Alzò gli occhi per vederlo, la penna tra le labbra, e sorridendo maliziosamente allo sguardo intenso che gli diede. I suoi occhi si spostarono automaticamente verso la sua bocca, e quando saltarono di nuovo nei suoi occhi, lo sguardo cambiò in qualcosa di decisamente più scuro. Nervosamente, si affrettò a tirare fuori la penna dalla bocca e si raddrizzò, allontanando le gambe da lui e guardando di nuovo la cartella. Rimase in silenzio per diversi minuti. Quando finalmente riuscì a smettere di arrossire, spiegò su cosa stava lavorando.
— Qualche mese fa, abbiamo avuto una squadra di agenti che sono venuti al pronto soccorso. Due di loro erano stati avvelenati, ed era qualcosa che nessuno di noi aveva visto. Abbiamo prelevato campioni di sangue, provato ogni antidoto a cui potevamo pensare, ma non siamo stati in grado di salvarli. — La sua fronte aggrottava le sopracciglia. — Abbiamo cercato di capirlo da allora, ma non stiamo andando da nessuna parte. Non siamo nemmeno sicuri di come siano stati avvelenati... non hanno risposto fin dall'inizio e nessuno dei loro compagni
di squadra aveva visto nulla. Mi sento come se ci fosse un pezzo mancante da qualche parte, ma non so cosa.
— Hai con te il fascicolo originale del caso?— Ha chiesto.
— Sì, aspetta. — Ha detto, cercando tra il materiale che aveva portato con sé. — Qui.
Prese la cartella offerta e la aprì. Ha letto le note, poi ha tenuto una delle foto dell'autopsia nella luce.
— Non credo che l'uomo morto sia in grado di aiutarti— Ha commentato alla fine.
— Cosa? Perché?
Ha lasciato la foto che aveva tenuto di fronte a lei. Era dalla fine di uno dei piedi dell'ufficiale morto. — Guarda. — Ha detto, indicando un posto nella foto. — Vedi quei segni?

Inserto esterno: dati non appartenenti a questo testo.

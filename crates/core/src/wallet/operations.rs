//! Wallet ledger operation planning.
//!
//! `withdraw` and `deposit` are the only way ledger entries are created;
//! every higher-level flow composes them. This module plans the effect of
//! one operation (which accounting document to create, what entry to
//! append) while the persistence layer executes the plan under the wallet
//! row lock and writes back the recomputed posted balance.

use rust_decimal::Decimal;

use farebox_shared::types::ContactId;

use super::entry::{DepositMethod, DocumentRef, EntryStatus};
use super::error::WalletError;
use crate::documents::{InvoiceLineSpec, InvoiceSpec, PaymentMethodType, PaymentSpec};

/// A withdraw operation to plan.
#[derive(Debug, Clone)]
pub struct WithdrawRequest {
    /// Amount to debit from the wallet.
    pub amount: Decimal,
    /// Commission component to invoice.
    pub commission_amount: Decimal,
    /// Fine component to invoice.
    pub fine_amount: Decimal,
    /// Entry description.
    pub description: String,
    /// Status of the appended entry.
    pub status: EntryStatus,
    /// Contact the invoice (or fallback reference) points at.
    pub payer: ContactId,
    /// Whether to build a commission/fine invoice.
    pub create_invoice: bool,
    /// Reference used when no invoice is created.
    pub fallback_document: DocumentRef,
}

/// A deposit operation to plan.
#[derive(Debug, Clone)]
pub struct DepositRequest {
    /// Amount to credit to the wallet (sign drives payment direction).
    pub amount: Decimal,
    /// Entry description.
    pub description: String,
    /// Status of the appended entry.
    pub status: EntryStatus,
    /// Counterparty of the payment (or fallback reference).
    pub payer: ContactId,
    /// Whether to create a backing cash payment record.
    pub create_payment: bool,
    /// Reference used when no payment is created.
    pub fallback_document: DocumentRef,
    /// How the funds arrived.
    pub deposit_method: DepositMethod,
    /// External reference.
    pub reference: Option<String>,
    /// Bank name.
    pub bank: Option<String>,
    /// Customer bank account number.
    pub account_number: Option<String>,
}

impl DepositRequest {
    /// A direct cash-style deposit.
    #[must_use]
    pub fn direct(
        amount: Decimal,
        description: String,
        payer: ContactId,
        create_payment: bool,
    ) -> Self {
        Self {
            amount,
            description,
            status: EntryStatus::Posted,
            payer,
            create_payment,
            fallback_document: DocumentRef::Contact(payer),
            deposit_method: DepositMethod::Direct,
            reference: None,
            bank: None,
            account_number: None,
        }
    }
}

/// Document the executor must create (and post) before appending the entry.
#[derive(Debug, Clone)]
pub enum PlannedDocument {
    /// No backing document.
    None,
    /// Post a commission/fine invoice.
    Invoice(InvoiceSpec),
    /// Create a payment record.
    Payment(PaymentSpec),
}

/// Template for the ledger entry the executor appends.
///
/// The document reference is filled in by the executor once the planned
/// document exists; when no document is planned the fallback is used.
#[derive(Debug, Clone)]
pub struct EntryTemplate {
    /// Signed credit amount.
    pub issued: Decimal,
    /// Legacy debit amount.
    pub used: Decimal,
    /// Draft or posted.
    pub status: EntryStatus,
    /// Description.
    pub description: String,
    /// Deposit metadata.
    pub deposit_method: DepositMethod,
    /// External reference.
    pub reference: Option<String>,
    /// Bank name.
    pub bank: Option<String>,
    /// Customer bank account number.
    pub account_number: Option<String>,
    /// Reference used when no document is created.
    pub fallback_document: DocumentRef,
}

/// The planned effect of one wallet operation.
#[derive(Debug, Clone)]
pub struct WalletEffect {
    /// Document to create first.
    pub document: PlannedDocument,
    /// Entry to append.
    pub entry: EntryTemplate,
}

/// Plans a withdraw: optional commission/fine invoice plus a debit entry.
///
/// The invoice carries a commission line whenever invoicing (including a
/// zero commission) and a fine line only when the fine is positive.
pub fn plan_withdraw(request: &WithdrawRequest) -> Result<WalletEffect, WalletError> {
    let should_invoice = request.create_invoice
        && (request.commission_amount >= Decimal::ZERO || request.fine_amount > Decimal::ZERO);

    let document = if should_invoice {
        let mut lines = Vec::new();
        if request.commission_amount >= Decimal::ZERO {
            lines.push(InvoiceLineSpec::commission(request.commission_amount));
        }
        if request.fine_amount > Decimal::ZERO {
            lines.push(InvoiceLineSpec::fine(request.fine_amount));
        }
        PlannedDocument::Invoice(InvoiceSpec::new(request.payer, lines)?)
    } else {
        PlannedDocument::None
    };

    Ok(WalletEffect {
        document,
        entry: EntryTemplate {
            issued: -request.amount,
            used: Decimal::ZERO,
            status: request.status,
            description: request.description.clone(),
            deposit_method: DepositMethod::Direct,
            reference: None,
            bank: None,
            account_number: None,
            fallback_document: request.fallback_document,
        },
    })
}

/// Plans a deposit: optional cash payment record plus a credit entry.
pub fn plan_deposit(request: &DepositRequest) -> Result<WalletEffect, WalletError> {
    let document = if request.create_payment {
        PlannedDocument::Payment(PaymentSpec {
            partner: request.payer,
            amount: request.amount,
            method: PaymentMethodType::Cash,
            reference: request.description.clone(),
            transaction_id: None,
            bank: None,
            account_number: None,
            image_url: None,
            post_immediately: true,
        })
    } else {
        PlannedDocument::None
    };

    Ok(WalletEffect {
        document,
        entry: EntryTemplate {
            issued: request.amount,
            used: Decimal::ZERO,
            status: request.status,
            description: request.description.clone(),
            deposit_method: request.deposit_method,
            reference: request.reference.clone(),
            bank: request.bank.clone(),
            account_number: request.account_number.clone(),
            fallback_document: request.fallback_document,
        },
    })
}

/// Rejects a withdrawal that the posted balance does not cover.
///
/// Runs before any accounting document is created so a rejection has zero
/// side effects.
pub fn ensure_balance_covers(available: Decimal, requested: Decimal) -> Result<(), WalletError> {
    if requested > available {
        return Err(WalletError::InsufficientBalance {
            available,
            requested,
        });
    }
    Ok(())
}

/// Balance figure reported to the caller for a draft withdrawal.
///
/// Draft entries never move the persisted balance; this projection is
/// response-only.
#[must_use]
pub fn projected_balance_after(balance: Decimal, amount: Decimal) -> Decimal {
    balance - amount
}

#[cfg(test)]
mod tests {
    use super::*;
    use crate::documents::ProductKind;
    use rust_decimal_macros::dec;

    fn withdraw_request(commission: Decimal, fine: Decimal, invoice: bool) -> WithdrawRequest {
        let payer = ContactId::new();
        WithdrawRequest {
            amount: commission + fine,
            commission_amount: commission,
            fine_amount: fine,
            description: "Ride commission R-1 (cash)".to_string(),
            status: EntryStatus::Posted,
            payer,
            create_invoice: invoice,
            fallback_document: DocumentRef::Contact(payer),
        }
    }

    #[test]
    fn test_withdraw_invoice_has_commission_and_fine_lines() {
        let effect = plan_withdraw(&withdraw_request(dec!(10), dec!(5), true)).unwrap();
        let PlannedDocument::Invoice(invoice) = effect.document else {
            panic!("expected invoice");
        };
        assert_eq!(invoice.lines.len(), 2);
        assert_eq!(invoice.lines[0].product, ProductKind::Commission);
        assert_eq!(invoice.lines[0].amount, dec!(10));
        assert_eq!(invoice.lines[1].product, ProductKind::Fine);
        assert_eq!(invoice.lines[1].amount, dec!(5));
        assert_eq!(effect.entry.issued, dec!(-15));
        assert_eq!(effect.entry.used, Decimal::ZERO);
    }

    #[test]
    fn test_withdraw_zero_commission_still_invoiced() {
        let effect = plan_withdraw(&withdraw_request(dec!(0), dec!(5), true)).unwrap();
        let PlannedDocument::Invoice(invoice) = effect.document else {
            panic!("expected invoice");
        };
        assert_eq!(invoice.lines.len(), 2);
        assert_eq!(invoice.lines[0].amount, Decimal::ZERO);
    }

    #[test]
    fn test_withdraw_no_fine_line_when_zero() {
        let effect = plan_withdraw(&withdraw_request(dec!(10), dec!(0), true)).unwrap();
        let PlannedDocument::Invoice(invoice) = effect.document else {
            panic!("expected invoice");
        };
        assert_eq!(invoice.lines.len(), 1);
        assert_eq!(invoice.lines[0].product, ProductKind::Commission);
    }

    #[test]
    fn test_withdraw_without_invoice() {
        let effect = plan_withdraw(&withdraw_request(dec!(10), dec!(5), false)).unwrap();
        assert!(matches!(effect.document, PlannedDocument::None));
    }

    #[test]
    fn test_deposit_payment_direction_follows_sign() {
        let request = DepositRequest::direct(
            dec!(-25),
            "Ride payment R-1 (wallet)".to_string(),
            ContactId::new(),
            true,
        );
        let effect = plan_deposit(&request).unwrap();
        let PlannedDocument::Payment(payment) = effect.document else {
            panic!("expected payment");
        };
        assert_eq!(payment.amount, dec!(-25));
        assert_eq!(payment.absolute_amount(), dec!(25));
        assert_eq!(effect.entry.issued, dec!(-25));
    }

    #[test]
    fn test_deposit_without_payment_uses_fallback() {
        let request = DepositRequest::direct(dec!(25), String::new(), ContactId::new(), false);
        let effect = plan_deposit(&request).unwrap();
        assert!(matches!(effect.document, PlannedDocument::None));
        assert!(matches!(
            effect.entry.fallback_document,
            DocumentRef::Contact(_)
        ));
    }

    #[test]
    fn test_balance_guard() {
        assert!(ensure_balance_covers(dec!(100), dec!(100)).is_ok());
        assert!(ensure_balance_covers(dec!(100), dec!(99.99)).is_ok());
        assert_eq!(
            ensure_balance_covers(dec!(100), dec!(100.01)),
            Err(WalletError::InsufficientBalance {
                available: dec!(100),
                requested: dec!(100.01),
            })
        );
    }

    #[test]
    fn test_projected_balance() {
        assert_eq!(projected_balance_after(dec!(80), dec!(30)), dec!(50));
    }
}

Stava puntando tre piccoli punti bluastro-viola sovrapposti alla caviglia del piede destro. — Sì, sembrano lividi.
— Li ho già visti prima... trent'anni fa. — Ha risposto. Gli occhi di Lisa si spalancarono. — Eravamo in piedi sul bordo di Kusaga e la squadra che era andata ad esplorare è tornata al campo, uno di loro era incosciente. I suoi compagni di squadra hanno detto che improvvisamente è saltato con il piede schiacciato e un secondo dopo il terreno è rimasto impassibile. Abbiamo tolto i suoi sandali e abbiamo trovato tre marchi proprio come questi. Pensavamo che avesse calpestato qualcosa di velenoso, ma non avevamo un medico con noi, quindi non c'era molto altro che potessimo fare.
Lisa guardò di nuovo la foto.
— Ma non abbiamo trovato buchi in nessuna delle scarpe degli agenti...
— Inizialmente, non abbiamo visto nulla. Ma quando abbiamo provato ad abbinare le macchie al suo sandalo, abbiamo scoperto che era, per mancanza di una parola migliore, un filo d'erba conficcato nella suola... era affilato come un rasoio ed era penetrato fino in fondo attraverso il suo piede. Se non avessimo cercato qualcosa di specifico, avremmo potuto trascurarlo.
— Ma perché non ne avevo sentito parlare?— Lisa chiese, accigliata.
Fece spallucce.
— Abbiamo scoperto in seguito che si tratta di un raro tipo di erba originaria di Kusaga, infatti da allora non ho più sentito parlare di nessun altro caso. Probabilmente c'è un file di tipo deceduto da qualche parte, ma era circa trent'anni fa, e non ricordo il nome dell'agente. Ad ogni modo, dubito che otterrai molto da lì ... nessuno nel campo era un esperto di veleni. Hai ancora qualche uniforme degli ufficiali?
Lei annuì.
— Abbiamo chiesto a entrambe le famiglie se potevamo tenerli nel caso in cui finissero per essere usati, e loro hanno accettato. Sono nell'archivista dell'ospedale.
Si alzò e offrì la sua mano con un movimento drammatico.
— Dovremmo indagare, Dra?
Alzò gli occhi e si alzò dalla sedia, ignorando la sua mano tesa.
— Beh, lo farò sicuramente. — Ha risposto. — Siete invitati a unirvi... So che i vecchi in pensione come te sono sempre alla ricerca di modi per passare il tempo.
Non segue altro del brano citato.